#### PROVIDED DATA

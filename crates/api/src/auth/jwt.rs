//! JWT access-token generation and validation.
//!
//! Access tokens are HS256-signed JWTs containing a [`Claims`] payload.
//! Identity management itself lives elsewhere; this server only verifies
//! tokens minted by it.

use gala_core::types::DbId;
use jsonwebtoken::{decode, encode, DecodingKey, EncodingKey, Header, Validation};
use serde::{Deserialize, Serialize};

/// JWT claims embedded in every access token.
#[derive(Debug, Serialize, Deserialize, Clone)]
pub struct Claims {
    /// Subject -- the user's internal database id.
    pub sub: DbId,
    /// The user's role name (e.g. `"admin"`, `"organizer"`).
    pub role: String,
    /// Expiration time (UTC Unix timestamp).
    pub exp: i64,
    /// Issued-at time (UTC Unix timestamp).
    pub iat: i64,
}

/// Configuration for JWT token validation.
#[derive(Debug, Clone)]
pub struct JwtConfig {
    /// HMAC-SHA256 secret used to sign and verify tokens.
    pub secret: String,
    /// Access token lifetime in minutes (default: 15).
    pub access_token_expiry_mins: i64,
}

/// Default access token expiry in minutes.
const DEFAULT_ACCESS_EXPIRY_MINS: i64 = 15;

impl JwtConfig {
    /// Load JWT configuration from environment variables.
    ///
    /// | Env Var                  | Required | Default |
    /// |--------------------------|----------|---------|
    /// | `JWT_SECRET`             | **yes**  | --      |
    /// | `JWT_ACCESS_EXPIRY_MINS` | no       | `15`    |
    ///
    /// # Panics
    ///
    /// Panics if `JWT_SECRET` is not set or is empty.
    pub fn from_env() -> Self {
        let secret =
            std::env::var("JWT_SECRET").expect("JWT_SECRET must be set in the environment");
        assert!(!secret.is_empty(), "JWT_SECRET must not be empty");

        let access_token_expiry_mins: i64 = std::env::var("JWT_ACCESS_EXPIRY_MINS")
            .unwrap_or_else(|_| DEFAULT_ACCESS_EXPIRY_MINS.to_string())
            .parse()
            .expect("JWT_ACCESS_EXPIRY_MINS must be a valid i64");

        Self {
            secret,
            access_token_expiry_mins,
        }
    }
}

/// Generate an HS256 access token for the given user.
pub fn generate_access_token(
    user_id: DbId,
    role: &str,
    config: &JwtConfig,
) -> Result<String, jsonwebtoken::errors::Error> {
    let now = chrono::Utc::now().timestamp();
    let claims = Claims {
        sub: user_id,
        role: role.to_string(),
        exp: now + config.access_token_expiry_mins * 60,
        iat: now,
    };
    encode(
        &Header::default(),
        &claims,
        &EncodingKey::from_secret(config.secret.as_bytes()),
    )
}

/// Validate a token's signature and expiry, returning its claims.
pub fn validate_token(
    token: &str,
    config: &JwtConfig,
) -> Result<Claims, jsonwebtoken::errors::Error> {
    decode::<Claims>(
        token,
        &DecodingKey::from_secret(config.secret.as_bytes()),
        &Validation::default(),
    )
    .map(|data| data.claims)
}

#[cfg(test)]
mod tests {
    use super::*;

    fn config() -> JwtConfig {
        JwtConfig {
            secret: "test-secret".to_string(),
            access_token_expiry_mins: 15,
        }
    }

    #[test]
    fn test_round_trip() {
        let token = generate_access_token(42, "organizer", &config()).unwrap();
        let claims = validate_token(&token, &config()).unwrap();
        assert_eq!(claims.sub, 42);
        assert_eq!(claims.role, "organizer");
    }

    #[test]
    fn test_wrong_secret_rejected() {
        let token = generate_access_token(42, "organizer", &config()).unwrap();
        let other = JwtConfig {
            secret: "different".to_string(),
            access_token_expiry_mins: 15,
        };
        assert!(validate_token(&token, &other).is_err());
    }

    #[test]
    fn test_garbage_token_rejected() {
        assert!(validate_token("not.a.jwt", &config()).is_err());
    }
}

########

> [WHAT THIS TASK INVOLVES]
Begin with the line above that has "and verify tokens." and continue through the line that has "let now = chrono::Utc::now().timestamp();", setting each one down exactly. Stop there.

> [EXPECTED ANSWER]
    /// HMAC-SHA256 secret used to sign and verify tokens.
    pub secret: String,
    /// Access token lifetime in minutes (default: 15).
    pub access_token_expiry_mins: i64,
}

/// Default access token expiry in minutes.
const DEFAULT_ACCESS_EXPIRY_MINS: i64 = 15;

impl JwtConfig {
    /// Load JWT configuration from environment variables.
    ///
    /// | Env Var                  | Required | Default |
    /// |--------------------------|----------|---------|
    /// | `JWT_SECRET`             | **yes**  | --      |
    /// | `JWT_ACCESS_EXPIRY_MINS` | no       | `15`    |
    ///
    /// # Panics
    ///
    /// Panics if `JWT_SECRET` is not set or is empty.
    pub fn from_env() -> Self {
        let secret =
            std::env::var("JWT_SECRET").expect("JWT_SECRET must be set in the environment");
        assert!(!secret.is_empty(), "JWT_SECRET must not be empty");

        let access_token_expiry_mins: i64 = std::env::var("JWT_ACCESS_EXPIRY_MINS")
            .unwrap_or_else(|_| DEFAULT_ACCESS_EXPIRY_MINS.to_string())
            .parse()
            .expect("JWT_ACCESS_EXPIRY_MINS must be a valid i64");

        Self {
            secret,
            access_token_expiry_mins,
        }
    }
}

/// Generate an HS256 access token for the given user.
pub fn generate_access_token(
    user_id: DbId,
    role: &str,
    config: &JwtConfig,
) -> Result<String, jsonwebtoken::errors::Error> {
    let now = chrono::Utc::now().timestamp();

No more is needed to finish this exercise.